Indole-3-butyric acid induces lateral root formation via peroxisome-derived indole-3-acetic acid and nitric oxide.

Controlled plant growth requires regulation through a variety of signaling molecules, including steroids, peptides, radicals of oxygen and nitrogen, as well as the 'classical' phytohormone groups. Auxin is critical for the control of plant growth and also orchestrates many developmental processes, such as the formation of new roots. It modulates root architecture both slowly, through actions at the transcriptional level and, more rapidly, by mechanisms targeting primarily plasma membrane sensory systems and intracellular signaling pathways. The latter reactions use several second messengers, including Ca(2+) , nitric oxide (NO) and reactive oxygen species (ROS). Here, we investigated the different roles of two auxins, the major auxin indole-3-acetic acid (IAA) and another endogenous auxin indole-3-butyric acid (IBA), in the lateral root formation process of Arabidopsis and maize. This was mainly analyzed by different types of fluorescence microscopy and inhibitors of NO production.

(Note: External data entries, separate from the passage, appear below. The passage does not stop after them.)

//! Cost computation and recording.

use std::sync::Arc;

use chrono::Utc;
use rust_decimal::Decimal;
use tally_shared::types::CostLogId;
use tracing::{debug, warn};

use super::store::CostLogStore;
use super::types::{AiCostLog, CostEvent};
use crate::ai::TokenUsage;
use crate::pricing::{PricingConfig, PricingLedger};

/// Currency recorded when no pricing row is configured.
pub const FALLBACK_COST_CURRENCY: &str = "USD";

/// `input_tokens * input_price + output_tokens * output_price`, exact in decimal.
///
/// Returns `None` when the cost does not fit in a `Decimal`.
#[must_use]
pub fn compute_cost(usage: TokenUsage, pricing: &PricingConfig) -> Option<Decimal> {
    let input = Decimal::from(usage.input_tokens).checked_mul(pricing.input_token_price)?;
    let output = Decimal::from(usage.output_tokens).checked_mul(pricing.output_token_price)?;
    input.checked_add(output)
}

/// Turns metered AI calls into cost log rows.
///
/// Never fails: pricing and storage problems are logged and swallowed so the
/// operation that triggered the call is never affected.
pub struct CostMeter {
    ledger: Arc<dyn PricingLedger>,
    logs: Arc<dyn CostLogStore>,
}

impl CostMeter {
    /// Creates a meter.
    #[must_use]
    pub fn new(ledger: Arc<dyn PricingLedger>, logs: Arc<dyn CostLogStore>) -> Self {
        Self { ledger, logs }
    }

    /// Records one event; returns the stored row, or `None` when nothing was stored.
    pub async fn record(&self, event: CostEvent) -> Option<AiCostLog> {
        let Some(usage) = event.billable_usage() else {
            debug!(operation = %event.operation, "no token usage, skipping cost log");
            return None;
        };

        let pricing = match self.ledger.find_active(&event.provider, &event.model).await {
            Ok(pricing) => pricing,
            Err(err) => {
                warn!(provider = %event.provider, model = %event.model, error = %err, "pricing lookup failed");
                None
            }
        };

        let (cost, currency, cost_note) = match &pricing {
            Some(pricing) => match compute_cost(usage, pricing) {
                Some(cost) => (cost, pricing.currency.clone(), None),
                None => {
                    warn!(provider = %event.provider, model = %event.model, "AI cost overflows");
                    (
                        Decimal::ZERO,
                        pricing.currency.clone(),
                        Some(format!("cost overflows for {}/{}", event.provider, event.model)),
                    )
                }
            },
            None => (
                Decimal::ZERO,
                FALLBACK_COST_CURRENCY.to_string(),
                Some(format!(
                    "no active pricing for {}/{}",
                    event.provider, event.model
                )),
            ),
        };

        let log = AiCostLog {
            id: CostLogId::new(),
            user_id: event.user_id,
            operation: event.operation,
            provider: event.provider,
            model: event.model,
            input_tokens: usage.input_tokens,
            output_tokens: usage.output_tokens,
            total_tokens: usage.total(),
            cost,
            currency,
            cost_note,
            created_at: Utc::now(),
        };

        match self.logs.insert(&log).await {
            Ok(()) => {
                debug!(
                    user_id = %log.user_id,
                    operation = %log.operation,
                    total_tokens = log.total_tokens,
                    cost = %log.cost,
                    "recorded AI cost"
                );
                Some(log)
            }
            Err(err) => {
                warn!(user_id = %log.user_id, operation = %log.operation, error = %err, "failed to record AI cost");
                None
            }
        }
    }
}
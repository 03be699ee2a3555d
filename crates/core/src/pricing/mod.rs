//! Versioned AI pricing ledger and its synchronization job.

pub mod ledger;
pub mod sync;
pub mod types;

pub use ledger::{PricingLedger, PricingProvider, StaticPricingProvider, SupersedeError};
pub use sync::{PricingSync, PricingSyncReport, price_changed};
pub use types::{PricingConfig, PricingConfigInput};
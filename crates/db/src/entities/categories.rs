//! `SeaORM` Entity for categories table.

use sea_orm::entity::prelude::*;
use serde::{Deserialize, Serialize};

#[derive(Clone, Debug, PartialEq, DeriveEntityModel, Eq, Serialize, Deserialize)]
#[sea_orm(table_name = "categories")]
pub struct Model {
    #[sea_orm(primary_key, auto_increment = false)]
    pub id: Uuid,
    pub user_id: String,
    pub name: String,
    pub created_at: DateTimeWithTimeZone,
}

#[derive(Copy, Clone, Debug, EnumIter, DeriveRelation)]
pub enum Relation {
    #[sea_orm(has_many = "super::expenses::Entity")]
    Expenses,
}

impl Related<super::expenses::Entity> for Entity {
    fn to() -> RelationDef {
        Relation::Expenses.def()
    }
}

impl ActiveModelBehavior for ActiveModel {}
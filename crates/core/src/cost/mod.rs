//! AI usage cost metering.
//!
//! Every AI call reports token usage; the [`CostMeter`] prices it against the
//! active pricing row and appends an [`AiCostLog`]. Metering runs on a detached
//! worker so it never delays or fails the operation that made the call.

pub mod meter;
pub mod store;
pub mod types;
pub mod worker;

pub use meter::{CostMeter, FALLBACK_COST_CURRENCY, compute_cost};
pub use store::CostLogStore;
pub use types::{AiCostLog, CostEvent, CostOperation};
pub use worker::{CostMeterHandle, CostMeterWorker};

This study revealed that peroxisomal IBA to IAA conversion is followed by peroxisomal NO, which is important for IBA-induced lateral root formation. We conclude that peroxisomal NO emerges as a new player in auxin-induced root organogenesis. In particular, the spatially and temporally coordinated release of NO and IAA from peroxisomes is behind the strong promotion of lateral root formation via IBA.